🤖 AI Summary
To address escalating urban traffic congestion and associated management and safety challenges, this paper proposes an AI-powered real-time traffic management system leveraging multi-source environmental perception. Methodologically, it introduces a novel adaptive mechanism that fuses geospatial and meteorological data to enhance model robustness under adverse conditions (e.g., rain, fog, low illumination); it is the first to apply YOLOv11 for traffic behavior understanding, integrated with YOLOv8-based vehicle detection, spatiotemporal behavior modeling, multimodal fusion, and edge-cloud collaborative inference. Experimental results demonstrate a vehicle detection mAP of 98.2%, 96.7% accuracy in anomaly identification, and an average system response latency under 200 ms. Pilot deployments across 12 cities achieved a 23% improvement in traffic throughput and >91% accuracy in accident early warning.
📝 Abstract
The rapid urbanization of cities and increasing vehicular congestion have posed significant challenges to traffic management and safety.

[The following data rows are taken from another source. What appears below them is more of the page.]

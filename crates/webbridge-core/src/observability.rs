//! tracing subscriber の初期化
//!
//! stdout はブリッジの reply に使うので、ログは stderr に出します。

use tracing_subscriber::EnvFilter;

/// `RUST_LOG` があればそれを、なければ `fallback` をフィルタに使う
///
/// 2 回目以降の呼び出しは何もしません。
pub fn init_tracing(fallback: &str) {
    let filter = EnvFilter::try_from_default_env().unwrap_or_else(|_| EnvFilter::new(fallback));
    if let Err(err) = tracing_subscriber::fmt()
        .with_env_filter(filter)
        .with_writer(std::io::stderr)
        .try_init()
    {
        tracing::debug!("tracing already initialised: {err}");
    }
}
//! WriteReceipt / WriteResult - 書き込み結果
//!
//! 両方の操作が同じ `WriteResult` を返します。
//! 失敗を握りつぶさず、必ず呼び出し元へ返します。

use std::path::PathBuf;

use serde::{Deserialize, Serialize};

use super::entry::DownloadEntry;
use super::errors::BridgeError;

/// WriteReceipt は成功した書き込みの記録
#[derive(Debug, Clone, PartialEq, Eq, Serialize, Deserialize)]
#[serde(tag = "kind", rename_all = "snake_case")]
pub enum WriteReceipt {
    /// private root 配下に書いたファイル（絶対パス）
    Private { path: PathBuf, size: u64 },
    /// Downloads コレクションに登録したエントリ
    Download { entry: DownloadEntry },
}

impl WriteReceipt {
    /// スクリプト側に返す場所（絶対パス or content URI）
    pub fn location(&self) -> String {
        match self {
            WriteReceipt::Private { path, .. } => path.display().to_string(),
            WriteReceipt::Download { entry } => entry.uri.to_string(),
        }
    }

    pub fn size(&self) -> u64 {
        match self {
            WriteReceipt::Private { size, .. } => *size,
            WriteReceipt::Download { entry } => entry.size,
        }
    }
}

pub type WriteResult = Result<WriteReceipt, BridgeError>;
//! ドメインモデル - リクエスト、結果、検証済みの名前、エラー

pub mod entry;
pub mod errors;
pub mod path;
pub mod receipt;
pub mod request;

pub use self::entry::{ContentUri, DownloadEntry, EntryId, NewDownload};
pub use self::errors::{BridgeError, ErrorKind};
pub use self::path::{DisplayName, RelativePath};
pub use self::receipt::{WriteReceipt, WriteResult};
pub use self::request::{BridgeMethod, WriteRequest};
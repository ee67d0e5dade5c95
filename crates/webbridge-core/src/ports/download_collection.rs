//! DownloadCollection port - 共有 Downloads コレクション
//!
//! メディアレジストリと同じく「登録」と「書き込み」の 2 段階です。
//! 1. `register` で新しいエントリを作る（名前・MIME・コレクション）
//! 2. `open_writer` で書き込みハンドルを取得してバイト列を書く
//!
//! 書き込みに失敗したエントリは `discard` で取り除きます。

use async_trait::async_trait;
use tokio::io::AsyncWrite;

use crate::domain::{BridgeError, DownloadEntry, NewDownload};

/// DownloadCollection は共有 Downloads へのエントリ登録
///
/// # 重複
/// 同じ display name で登録しても既存エントリは再利用しません。
/// 毎回新しいエントリ（新しい URI）ができます。
#[async_trait]
pub trait DownloadCollection: Send + Sync {
    type Writer: AsyncWrite + Unpin + Send;

    /// エントリを登録。拒否された場合は `BridgeError::Registration`
    async fn register(&self, request: NewDownload) -> Result<DownloadEntry, BridgeError>;

    /// 登録済みエントリの書き込みハンドル（既存の内容は切り詰める）
    async fn open_writer(&self, entry: &DownloadEntry) -> Result<Self::Writer, BridgeError>;

    /// 書き込みに失敗したエントリを削除
    async fn discard(&self, entry: &DownloadEntry) -> Result<(), BridgeError>;
}
//! Discrete events emitted when bindings activate, persist, or deactivate.

use facelink_tracking_model::TimestampMs;
use serde::{Deserialize, Serialize};

/// An action event. Every variant carries the timestamp of the arrival
/// that produced it.
#[derive(Debug, Clone, PartialEq, Eq, Serialize, Deserialize)]
#[serde(tag = "type", rename_all = "snake_case")]
pub enum ActionEvent {
    /// Hold time elapsed and the action became active.
    Started {
        action_id: String,
        timestamp_ms: TimestampMs,
    },

    /// The action is still active (opt-in per binding).
    Held {
        action_id: String,
        timestamp_ms: TimestampMs,
        /// Time since the `Started` event.
        duration_ms: i64,
    },

    /// The condition stayed lost past the debounce window.
    Released {
        action_id: String,
        timestamp_ms: TimestampMs,
        /// Time between `Started` and this event.
        total_duration_ms: i64,
    },
}

impl ActionEvent {
    pub fn action_id(&self) -> &str {
        match self {
            ActionEvent::Started { action_id, .. }
            | ActionEvent::Held { action_id, .. }
            | ActionEvent::Released { action_id, .. } => action_id,
        }
    }

    pub fn timestamp_ms(&self) -> TimestampMs {
        match self {
            ActionEvent::Started { timestamp_ms, .. }
            | ActionEvent::Held { timestamp_ms, .. }
            | ActionEvent::Released { timestamp_ms, .. } => *timestamp_ms,
        }
    }

    /// Short lowercase name of the variant.
    pub fn kind(&self) -> &'static str {
        match self {
            ActionEvent::Started { .. } => "started",
            ActionEvent::Held { .. } => "held",
            ActionEvent::Released { .. } => "released",
        }
    }
}

impl std::fmt::Display for ActionEvent {
    fn fmt(&self, f: &mut std::fmt::Formatter<'_>) -> std::fmt::Result {
        match self {
            ActionEvent::Started {
                action_id,
                timestamp_ms,
            } => write!(f, "[{timestamp_ms}ms] {action_id} started"),
            ActionEvent::Held {
                action_id,
                timestamp_ms,
                duration_ms,
            } => write!(f, "[{timestamp_ms}ms] {action_id} held ({duration_ms}ms)"),
            ActionEvent::Released {
                action_id,
                timestamp_ms,
                total_duration_ms,
            } => write!(
                f,
                "[{timestamp_ms}ms] {action_id} released after {total_duration_ms}ms"
            ),
        }
    }
}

This study explores the transformative potential of artificial intelligence (AI) and machine vision technologies in revolutionizing traffic systems. By leveraging advanced surveillance cameras and deep learning algorithms, this research proposes a system for real-time detection of vehicles, traffic anomalies, and driver behaviors. The system integrates geospatial and weather data to adapt dynamically to environmental conditions, ensuring robust performance in diverse scenarios. Using YOLOv8 and YOLOv11 models, the study achieves high accuracy in vehicle detection and anomaly recognition, optimizing traffic flow and enhancing road safety. These findings contribute to the development of intelligent traffic management solutions and align with the vision of creating smart cities with sustainable and efficient urban infrastructure.